[Dataset extract Boundary: Start]
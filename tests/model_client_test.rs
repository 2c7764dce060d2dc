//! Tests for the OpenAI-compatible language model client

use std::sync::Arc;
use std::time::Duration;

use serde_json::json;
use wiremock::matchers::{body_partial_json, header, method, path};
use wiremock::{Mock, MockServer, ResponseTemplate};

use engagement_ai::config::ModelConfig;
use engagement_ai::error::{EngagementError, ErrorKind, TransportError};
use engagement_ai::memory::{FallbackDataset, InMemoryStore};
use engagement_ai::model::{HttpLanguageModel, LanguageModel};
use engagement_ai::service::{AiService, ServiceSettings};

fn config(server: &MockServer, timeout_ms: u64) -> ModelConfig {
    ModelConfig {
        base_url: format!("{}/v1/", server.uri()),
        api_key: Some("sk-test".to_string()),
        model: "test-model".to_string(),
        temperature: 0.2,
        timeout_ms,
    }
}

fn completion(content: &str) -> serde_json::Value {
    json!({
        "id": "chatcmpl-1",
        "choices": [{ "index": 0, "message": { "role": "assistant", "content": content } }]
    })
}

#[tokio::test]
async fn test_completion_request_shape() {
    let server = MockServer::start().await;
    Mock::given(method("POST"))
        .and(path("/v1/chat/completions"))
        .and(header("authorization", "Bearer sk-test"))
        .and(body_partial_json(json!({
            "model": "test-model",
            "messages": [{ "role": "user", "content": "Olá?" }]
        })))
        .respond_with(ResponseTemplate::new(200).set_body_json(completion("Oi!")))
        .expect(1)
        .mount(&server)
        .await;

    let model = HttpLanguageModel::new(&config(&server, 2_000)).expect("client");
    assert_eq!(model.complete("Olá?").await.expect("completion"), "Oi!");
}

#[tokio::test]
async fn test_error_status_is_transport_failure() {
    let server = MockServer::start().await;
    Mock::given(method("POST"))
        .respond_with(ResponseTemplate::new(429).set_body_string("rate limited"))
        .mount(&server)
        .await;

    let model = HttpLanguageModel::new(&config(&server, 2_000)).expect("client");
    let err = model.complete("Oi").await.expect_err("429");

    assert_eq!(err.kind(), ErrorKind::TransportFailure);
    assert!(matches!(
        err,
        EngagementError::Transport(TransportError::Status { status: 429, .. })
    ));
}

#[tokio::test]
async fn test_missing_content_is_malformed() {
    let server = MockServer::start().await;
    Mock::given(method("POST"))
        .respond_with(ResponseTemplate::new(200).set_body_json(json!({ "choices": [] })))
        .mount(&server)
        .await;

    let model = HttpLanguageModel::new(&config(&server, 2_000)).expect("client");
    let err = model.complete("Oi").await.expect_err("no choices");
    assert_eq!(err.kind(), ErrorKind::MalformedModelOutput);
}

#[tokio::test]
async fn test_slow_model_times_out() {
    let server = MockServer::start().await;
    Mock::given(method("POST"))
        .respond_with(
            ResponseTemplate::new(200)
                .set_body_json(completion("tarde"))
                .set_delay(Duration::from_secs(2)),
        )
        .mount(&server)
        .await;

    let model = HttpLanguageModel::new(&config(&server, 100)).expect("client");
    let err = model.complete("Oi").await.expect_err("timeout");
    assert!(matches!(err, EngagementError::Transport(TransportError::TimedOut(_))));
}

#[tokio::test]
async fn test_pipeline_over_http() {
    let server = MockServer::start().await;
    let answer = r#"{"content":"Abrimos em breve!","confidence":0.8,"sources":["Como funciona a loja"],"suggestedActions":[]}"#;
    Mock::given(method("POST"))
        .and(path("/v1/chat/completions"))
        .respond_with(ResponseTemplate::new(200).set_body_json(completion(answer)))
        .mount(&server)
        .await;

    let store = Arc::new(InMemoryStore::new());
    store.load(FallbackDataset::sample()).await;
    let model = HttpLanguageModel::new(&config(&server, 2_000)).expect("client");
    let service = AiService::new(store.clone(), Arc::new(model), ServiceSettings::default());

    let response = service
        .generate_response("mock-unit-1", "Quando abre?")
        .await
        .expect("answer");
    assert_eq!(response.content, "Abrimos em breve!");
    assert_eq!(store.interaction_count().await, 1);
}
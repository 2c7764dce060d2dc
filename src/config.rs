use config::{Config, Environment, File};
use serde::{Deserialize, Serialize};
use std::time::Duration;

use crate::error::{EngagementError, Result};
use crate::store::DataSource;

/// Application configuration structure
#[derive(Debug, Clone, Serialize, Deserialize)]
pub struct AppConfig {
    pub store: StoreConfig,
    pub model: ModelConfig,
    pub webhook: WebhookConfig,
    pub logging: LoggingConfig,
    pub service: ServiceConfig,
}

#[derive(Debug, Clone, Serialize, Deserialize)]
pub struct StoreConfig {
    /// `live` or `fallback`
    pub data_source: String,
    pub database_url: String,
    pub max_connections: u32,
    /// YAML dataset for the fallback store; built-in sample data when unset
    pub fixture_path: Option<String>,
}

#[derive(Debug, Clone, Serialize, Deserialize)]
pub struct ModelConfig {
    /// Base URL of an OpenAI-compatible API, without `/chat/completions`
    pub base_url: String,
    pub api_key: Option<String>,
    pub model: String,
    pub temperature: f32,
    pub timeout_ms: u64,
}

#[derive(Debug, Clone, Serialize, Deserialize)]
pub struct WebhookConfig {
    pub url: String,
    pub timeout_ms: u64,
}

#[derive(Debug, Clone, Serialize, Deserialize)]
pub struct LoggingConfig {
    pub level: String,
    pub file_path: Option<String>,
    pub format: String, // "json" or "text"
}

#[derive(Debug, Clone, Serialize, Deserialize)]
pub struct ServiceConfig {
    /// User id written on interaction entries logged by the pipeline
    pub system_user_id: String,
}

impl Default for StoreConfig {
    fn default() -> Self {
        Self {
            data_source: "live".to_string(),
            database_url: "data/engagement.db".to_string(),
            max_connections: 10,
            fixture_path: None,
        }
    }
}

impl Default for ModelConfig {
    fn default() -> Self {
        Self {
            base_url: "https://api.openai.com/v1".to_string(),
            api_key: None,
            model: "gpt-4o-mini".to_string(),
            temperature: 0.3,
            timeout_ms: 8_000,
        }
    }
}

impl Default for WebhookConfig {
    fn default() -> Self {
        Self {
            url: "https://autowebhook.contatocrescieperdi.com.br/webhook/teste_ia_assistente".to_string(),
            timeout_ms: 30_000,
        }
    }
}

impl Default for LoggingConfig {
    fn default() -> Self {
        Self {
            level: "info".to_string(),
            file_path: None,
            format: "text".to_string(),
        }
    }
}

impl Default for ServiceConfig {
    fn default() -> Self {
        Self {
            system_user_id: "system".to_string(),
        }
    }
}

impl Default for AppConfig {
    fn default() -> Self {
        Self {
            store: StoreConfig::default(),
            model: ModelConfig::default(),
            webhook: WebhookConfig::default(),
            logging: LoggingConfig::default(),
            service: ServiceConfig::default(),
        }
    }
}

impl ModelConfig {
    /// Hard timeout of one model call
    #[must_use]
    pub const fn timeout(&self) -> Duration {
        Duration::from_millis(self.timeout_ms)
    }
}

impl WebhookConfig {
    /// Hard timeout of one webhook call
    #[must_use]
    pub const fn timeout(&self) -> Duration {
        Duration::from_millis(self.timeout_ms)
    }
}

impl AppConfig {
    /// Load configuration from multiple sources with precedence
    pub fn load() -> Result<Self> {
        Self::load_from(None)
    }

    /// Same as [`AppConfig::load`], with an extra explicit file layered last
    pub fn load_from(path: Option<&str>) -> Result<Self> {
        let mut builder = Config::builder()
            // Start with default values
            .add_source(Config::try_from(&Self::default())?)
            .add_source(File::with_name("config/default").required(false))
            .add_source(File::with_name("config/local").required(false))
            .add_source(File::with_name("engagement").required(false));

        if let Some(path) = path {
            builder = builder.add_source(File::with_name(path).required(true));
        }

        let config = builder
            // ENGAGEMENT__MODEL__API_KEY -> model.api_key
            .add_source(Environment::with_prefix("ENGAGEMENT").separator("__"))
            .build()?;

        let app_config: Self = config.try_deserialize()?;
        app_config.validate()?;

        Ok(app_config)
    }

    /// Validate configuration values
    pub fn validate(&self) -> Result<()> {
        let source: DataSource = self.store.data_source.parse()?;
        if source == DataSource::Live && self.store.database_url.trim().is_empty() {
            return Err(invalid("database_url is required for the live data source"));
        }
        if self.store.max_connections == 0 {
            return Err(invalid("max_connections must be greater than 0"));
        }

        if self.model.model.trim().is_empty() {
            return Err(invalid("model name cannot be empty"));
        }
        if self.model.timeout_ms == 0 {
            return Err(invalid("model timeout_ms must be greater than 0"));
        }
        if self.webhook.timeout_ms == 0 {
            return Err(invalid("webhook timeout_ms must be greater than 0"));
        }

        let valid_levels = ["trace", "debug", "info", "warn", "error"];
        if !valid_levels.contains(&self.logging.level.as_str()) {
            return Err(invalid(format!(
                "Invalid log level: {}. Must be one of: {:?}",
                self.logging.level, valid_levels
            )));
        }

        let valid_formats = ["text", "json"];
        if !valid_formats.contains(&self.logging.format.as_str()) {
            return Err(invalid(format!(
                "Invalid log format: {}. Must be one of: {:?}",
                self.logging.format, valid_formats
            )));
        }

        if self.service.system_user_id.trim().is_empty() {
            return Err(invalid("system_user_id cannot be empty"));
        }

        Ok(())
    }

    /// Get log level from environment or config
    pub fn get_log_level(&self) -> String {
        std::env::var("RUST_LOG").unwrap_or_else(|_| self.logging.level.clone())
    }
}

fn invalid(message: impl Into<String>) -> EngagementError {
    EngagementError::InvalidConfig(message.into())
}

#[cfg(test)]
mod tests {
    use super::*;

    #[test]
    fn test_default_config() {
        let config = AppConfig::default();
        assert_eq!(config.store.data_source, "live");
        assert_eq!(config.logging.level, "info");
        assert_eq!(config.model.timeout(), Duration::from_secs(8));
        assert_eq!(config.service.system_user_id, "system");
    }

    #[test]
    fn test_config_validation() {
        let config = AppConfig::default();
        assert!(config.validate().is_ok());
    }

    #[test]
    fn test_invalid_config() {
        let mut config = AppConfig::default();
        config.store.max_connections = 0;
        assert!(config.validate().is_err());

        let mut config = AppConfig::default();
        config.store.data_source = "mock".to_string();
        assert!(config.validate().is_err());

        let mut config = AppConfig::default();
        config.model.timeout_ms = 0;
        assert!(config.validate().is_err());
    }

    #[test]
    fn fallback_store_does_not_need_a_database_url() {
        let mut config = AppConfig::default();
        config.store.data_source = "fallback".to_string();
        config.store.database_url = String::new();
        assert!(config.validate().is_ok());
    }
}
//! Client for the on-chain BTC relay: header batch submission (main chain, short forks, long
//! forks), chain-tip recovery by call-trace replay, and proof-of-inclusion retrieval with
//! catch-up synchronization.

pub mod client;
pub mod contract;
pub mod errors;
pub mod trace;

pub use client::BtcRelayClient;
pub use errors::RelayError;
[Dataset extract Boundary: End]
■ **Instructions for the task**
Check each line of the material for the word "Abrimos". Copy the ones that have it.

■ **Finished task**
    let answer = r#"{"content":"Abrimos em breve!","confidence":0.8,"sources":["Como funciona a loja"],"suggestedActions":[]}"#;
    assert_eq!(response.content, "Abrimos em breve!");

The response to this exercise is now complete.